El populismo nace y se fortalece con el fracaso de la democracia representativa. Con la caída del Estado del Bienestar una importante masa del electorado, resentida contra las élites se desvincula de los partidos tradicionales. Es comprensible. También es perfectamente legítimo optar por una opción política populista. Además, por si fuera poco, adoptar una posición política populista nos hace más felices. Manuel Arias Maldonado en su reciente libro, La democracia sentimental, presenta estudios empíricos que sostienen que la máxima satisfacción subjetiva del ciudadano se produce cuando sus postulados son radicales (está convencido de su veracidad) y un Gobierno moderado no los representa. En el fondo es aquello que decían nuestros padres: “contra Franco se vivía mejor”. Lo que me parece una impostura intelectual es nadar entre dos aguas y dulcificar o disfrazar el populismo de republicanismo.
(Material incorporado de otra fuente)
use crate::config::LanguageConfig;
use crate::error::{LanguageError, Result};
use crate::splitter::RuleBasedSentenceSplitter;
use polyglint_core::{
    Contributor, CountryVariants, Language, LanguageDescriptor, Locale, ManualTagger,
    PassThroughTagger, RuleId, SentenceSplitter, SymbolPair, SymbolPairs, Tagger, Tokenizer,
};
use std::path::Path;
use std::sync::Arc;

/// Language defined by a TOML configuration file
///
/// The configuration supplies metadata, bracket pairing, rule identities,
/// sentence splitting settings and optionally a tagger lexicon. Languages
/// without a lexicon get a [`PassThroughTagger`].
#[derive(Debug)]
pub struct ConfigurableLanguage {
    descriptor: LanguageDescriptor,
    config: LanguageConfig,
}

impl ConfigurableLanguage {
    /// Parse and build a language from TOML text
    ///
    /// A relative lexicon path is resolved against the working directory.
    pub fn from_toml_str(content: &str) -> Result<Self> {
        let config: LanguageConfig = toml::from_str(content)
            .map_err(|e| LanguageError::Configuration(format!("Failed to parse TOML: {e}")))?;
        Self::from_config(config, None)
    }

    /// Create a language from an external file
    pub fn from_file(path: &Path, language_code: Option<&str>) -> Result<Self> {
        let content = std::fs::read_to_string(path).map_err(|e| {
            LanguageError::Configuration(format!(
                "Failed to read file '{}': {}",
                path.display(),
                e
            ))
        })?;

        let mut config: LanguageConfig = toml::from_str(&content).map_err(|e| {
            LanguageError::Configuration(format!(
                "Failed to parse TOML from '{}': {}",
                path.display(),
                e
            ))
        })?;

        // Override language code if provided
        if let Some(code) = language_code {
            config.metadata.code = code.to_string();
            if let Some(locale) = config.locale().ok().filter(|l| l.language() != code) {
                config.metadata.locale =
                    Some(Locale::new(code, locale.country().map(str::to_string)).to_string());
            }
        }

        tracing::debug!(path = %path.display(), code = %config.metadata.code, "loaded language config");
        Self::from_config(config, path.parent())
    }

    /// Build with the tagger described by the configuration
    pub fn from_config(config: LanguageConfig, base_dir: Option<&Path>) -> Result<Self> {
        config.validate()?;
        let tagger = load_tagger(&config, base_dir)?;
        Self::with_tagger(config, tagger)
    }

    /// Build with an explicitly supplied tagger
    pub fn with_tagger(config: LanguageConfig, tagger: Arc<dyn Tagger>) -> Result<Self> {
        config.validate()?;

        let splitter_config = &config.splitter;
        let symbols = config.symbols.as_ref().map(|s| {
            SymbolPairs::from_pairs(
                s.pairs
                    .iter()
                    .map(|p| SymbolPair::new(p.start.clone(), p.end.clone()))
                    .collect(),
            )
        });

        let mut splitter = RuleBasedSentenceSplitter::builder()
            .terminators(splitter_config.terminators.iter().copied())
            .abbreviation_categories(&splitter_config.abbreviations)
            .paragraph_breaks(splitter_config.paragraph_breaks)
            .initials(splitter_config.initials);
        if let Some(symbols) = &symbols {
            splitter = splitter.closing_symbols(symbols);
        }
        let splitter: Arc<dyn SentenceSplitter> = Arc::new(splitter.build());

        let mut builder = LanguageDescriptor::builder(
            config.metadata.code.clone(),
            config.metadata.name.clone(),
        )
        .locale(config.locale()?)
        .countries(CountryVariants::from_codes(
            config.metadata.countries.iter().cloned(),
        ))
        .tagger(tagger)
        .sentence_splitter(splitter)
        .rules(config.rules.ids.iter().map(|id| RuleId::new(id.clone())));

        if let Some(symbols) = symbols {
            builder = builder.unpaired_symbols(symbols);
        }

        for maintainer in &config.maintainers {
            let mut contributor = Contributor::new(maintainer.name.clone());
            if let Some(url) = &maintainer.url {
                contributor = contributor.with_url(url.clone());
            }
            if let Some(remark) = &maintainer.remark {
                contributor = contributor.with_remark(remark.clone());
            }
            builder = builder.maintainer(contributor);
        }

        Ok(Self {
            descriptor: builder.build()?,
            config,
        })
    }

    /// The configuration this language was built from
    pub fn config(&self) -> &LanguageConfig {
        &self.config
    }

    pub fn into_descriptor(self) -> LanguageDescriptor {
        self.descriptor
    }
}

fn load_tagger(config: &LanguageConfig, base_dir: Option<&Path>) -> Result<Arc<dyn Tagger>> {
    let Some(lexicon) = &config.tagger.lexicon else {
        return Ok(Arc::new(PassThroughTagger));
    };

    let path = match base_dir {
        Some(dir) if lexicon.is_relative() => dir.join(lexicon),
        _ => lexicon.clone(),
    };

    let content = std::fs::read_to_string(&path).map_err(|e| {
        LanguageError::Configuration(format!(
            "Failed to read lexicon '{}': {}",
            path.display(),
            e
        ))
    })?;

    Ok(Arc::new(ManualTagger::from_lexicon(&content)?))
}

impl Language for ConfigurableLanguage {
    fn locale(&self) -> Locale {
        self.descriptor.locale()
    }

    fn name(&self) -> &str {
        self.descriptor.name()
    }

    fn short_code(&self) -> &str {
        self.descriptor.short_code()
    }

    fn country_variants(&self) -> &CountryVariants {
        self.descriptor.country_variants()
    }

    fn unpaired_symbols(&self) -> &SymbolPairs {
        self.descriptor.unpaired_symbols()
    }

    fn tagger(&self) -> Arc<dyn Tagger> {
        self.descriptor.tagger()
    }

    fn word_tokenizer(&self) -> Option<Arc<dyn Tokenizer>> {
        self.descriptor.word_tokenizer()
    }

    fn sentence_splitter(&self) -> Arc<dyn SentenceSplitter> {
        self.descriptor.sentence_splitter()
    }

    fn relevant_rules(&self) -> &[RuleId] {
        self.descriptor.relevant_rules()
    }

    fn maintainers(&self) -> &[Contributor] {
        self.descriptor.maintainers()
    }
}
Da la impresión que la razón por la que algunos populistas europeos reivindican la herencia republicana no es para paliar o complementar alguna insuficiencia teórica del populismo en su versión laclauniana, sino como mero aliño estético, para lavar la mala conciencia intelectual y poder acogerse a referencias más que presentables que Perón, Chaves o Evo Morales, como Tocqueville, Madison, Kant, Arendt, etc.

Frente a esta operación sería necesario erigir una opción política claramente republicana que apueste por un Estado republicano y proponga un ideal de ciudadano. Porque del mismo modo que sabemos que el pacto social no existe pero es un ideal que necesitamos para actuar políticamente, los republicanos postulamos como ideal regulativo el ciudadano ideal: aquel que actúa políticamente de forma autónoma, racional y desinteresada, anteponiendo el bien común por encima de sus intereses particulares o corporativos. No somos ingenuos, sabemos que tal ciudadano no existe, pero lo necesitamos como ideal, es el ciudadano que debemos esforzarnos en ser aun a sabiendas de que no lo lograremos del todo. El sujeto autónomo es un como si: debemos a actuar como si fuéramos autónomos y racionales. Porque así lo seremos en mayor medida que si arrancamos de los presupuestos contrarios.
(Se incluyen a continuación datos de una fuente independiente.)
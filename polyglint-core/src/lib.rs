//! Language plug-in core for the polyglint grammar checker
//!
//! This crate defines the two contracts every other part of polyglint is
//! built on:
//!
//! - [`AnalyzedToken`]: one reading of one lexical unit (surface text, part
//!   of speech, lemma, whitespace-before flag). Rules match against token
//!   values, so equality covers all four fields.
//! - [`Language`]: the capability set a natural language plugs into the
//!   checking pipeline with (locale metadata, tagger, tokenizers, bracket
//!   pairing, rule identities), plus the [`LanguageRegistry`] that maps short
//!   codes to languages.
//!
//! Tokenizing, tagging and rule execution are external collaborators,
//! described here only by the [`Tagger`], [`Tokenizer`] and
//! [`SentenceSplitter`] traits and by [`RuleId`].
//!
//! # Example
//!
//! ```rust
//! use polyglint_core::{AnalyzedToken, CoreError};
//!
//! let token = AnalyzedToken::new("houses", Some("NNS".into()), Some("house".into()));
//! assert_eq!(token.match_form(), "house");
//! assert_eq!(token.to_string(), "houses|NNS");
//!
//! let missing = AnalyzedToken::create(None::<String>, None, None);
//! assert!(matches!(missing, Err(CoreError::InvalidToken(_))));
//! ```

pub mod descriptor;
pub mod error;
pub mod language;
pub mod locale;
pub mod readings;
pub mod registry;
pub mod rule;
pub mod symbols;
pub mod tagger;
pub mod token;
pub mod tokenizer;

pub use descriptor::{LanguageDescriptor, LanguageDescriptorBuilder};
pub use error::{CoreError, Result};
pub use language::{Contributor, Language};
pub use locale::{CountryVariants, Locale, ANY_COUNTRY};
pub use readings::TokenReadings;
pub use registry::LanguageRegistry;
pub use rule::RuleId;
pub use symbols::{SymbolPair, SymbolPairs, DEFAULT_SYMBOL_PAIRS};
pub use tagger::{ManualTagger, PassThroughTagger, Tagger};
pub use token::{AnalyzedToken, SENTENCE_START_TAG};
pub use tokenizer::{shared_word_tokenizer, SentenceSplitter, Tokenizer, WordTokenizer};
Ahora bien, el inconveniente del republicanismo es que, al contrario del populismo, no viene con un manual de cómo ganar unas elecciones. El republicanismo, me temo, es una opción de perdedores porque apela más a la razón discursiva que a los afectos, mientras que la estrategia populista de buscar un chivo expiatorio como solución a los males políticos ha sido sobradamente contrastada a lo largo de la historia. Pero... ¿quién dijo que la mayoría siempre tiene la razón?